La voix se tut quand les Matriarches, Sevanna exceptée, se levèrent d’un bond et sondèrent les arbres environnants. Alors que l’acier ne leur servait à rien quand elles maniaient le Pouvoir, Alarys et Modarra dégainèrent leur couteau. Mais rien ne bougeait dans les branches striées de rayons de soleil – même pas un oiseau ou un écureuil.

Sevanna resta immobile. À dire vrai, elle avait cru environ un tiers des propos de Caddar – et ce qui se passait actuellement n’était pas compris dans le lot – mais elle avait reconnu la voix de l’homme. Même si les gens des terres mouillées avaient tous plusieurs noms, il ne lui avait donné que celui-là. Un homme qui cachait beaucoup de secrets, probablement.

— Rasseyez-vous ! ordonna Sevanna. Et redirigez les flux là où il faut. Si l’entendre vous terrorise, comment voulez-vous que j’invoque cet homme ?

Rhiale se retourna, stupéfaite. Se demandant comment Sevanna savait que ses compagnes et elle ne canalisaient plus, elle avait du mal à mettre de l’ordre dans ses idées.

Lentement, toutes les femmes reprirent leur place dans le cercle. De toutes, Rhiale arborait le masque le plus indéchiffrable.

— Donc, tu es de retour, dit la voix de Caddar, venant de nulle part. Tu as al’Thor ?

Quelque chose dans le ton de l’homme alarma Sevanna. Normalement, il n’aurait pas dû savoir. Pourtant, il savait… Oubliant ce qu’elle avait soigneusement préparé, Sevanna improvisa :

— Non, Caddar, mais nous devons quand même parler. Je te retrouverai dans dix jours à l’endroit de notre rencontre.

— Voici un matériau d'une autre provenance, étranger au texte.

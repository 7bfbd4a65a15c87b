//! Business logic services.

#![allow(missing_docs)]

pub mod comment;
pub mod event_publisher;
pub mod jobs;
pub mod like;
pub mod locks;
pub mod media;
pub mod notification;
pub mod post;
pub mod user_directory;

pub use comment::{CommentService, CreateCommentInput};
pub use event_publisher::{EventPublisher, EventPublisherService, NoOpEventPublisher};
pub use jobs::{Job, JobHandle, JobSender, JobService, JobWorkerContext};
pub use like::LikeService;
pub use locks::{PostGuard, PostLocks};
pub use media::{MediaRef, MediaService, MediaServiceRef, MediaUpload, RestMediaClient};
pub use notification::{Notice, NoticeKind, Notification, NotificationDispatcher};
pub use post::{CreatePostInput, PostService};
pub use user_directory::{RestUserDirectory, UserDirectory, UserDirectoryRef, UserProfile};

Sevanna aurait pu atteindre plus vite cette vallée de la Dague de Fléau de sa Lignée, mais il lui fallait du temps pour imaginer un plan. Comment Caddar savait-il ?

— C’est bien d’avoir dit la vérité, petite. Tu apprendras que je déteste le mensonge, quand il m’est adressé. Continue à maintenir les flux, pour que je te localise, et j’arrive !

Outrée, Sevanna foudroya le cube du regard. Petite ?

— Que viens-tu de dire ?

Petite ! À n’en pas croire ses oreilles… Rhiale s’efforçait de ne pas la regarder, et Meira luttait pour ne pas sourire – elle qui tirait la tête en permanence.

Caddar eut un soupir sonore.

— Dis à ta Matriarche de continuer comme ça, sans rien changer, et je te rejoindrai.

Le ton plein de patience forcée fit grimacer Sevanna. Quand elle aurait tiré ce qu’elle voulait de cet homme, elle le contraindrait à porter la robe blanche des gai’shain. Non, elle le vêtirait de noir !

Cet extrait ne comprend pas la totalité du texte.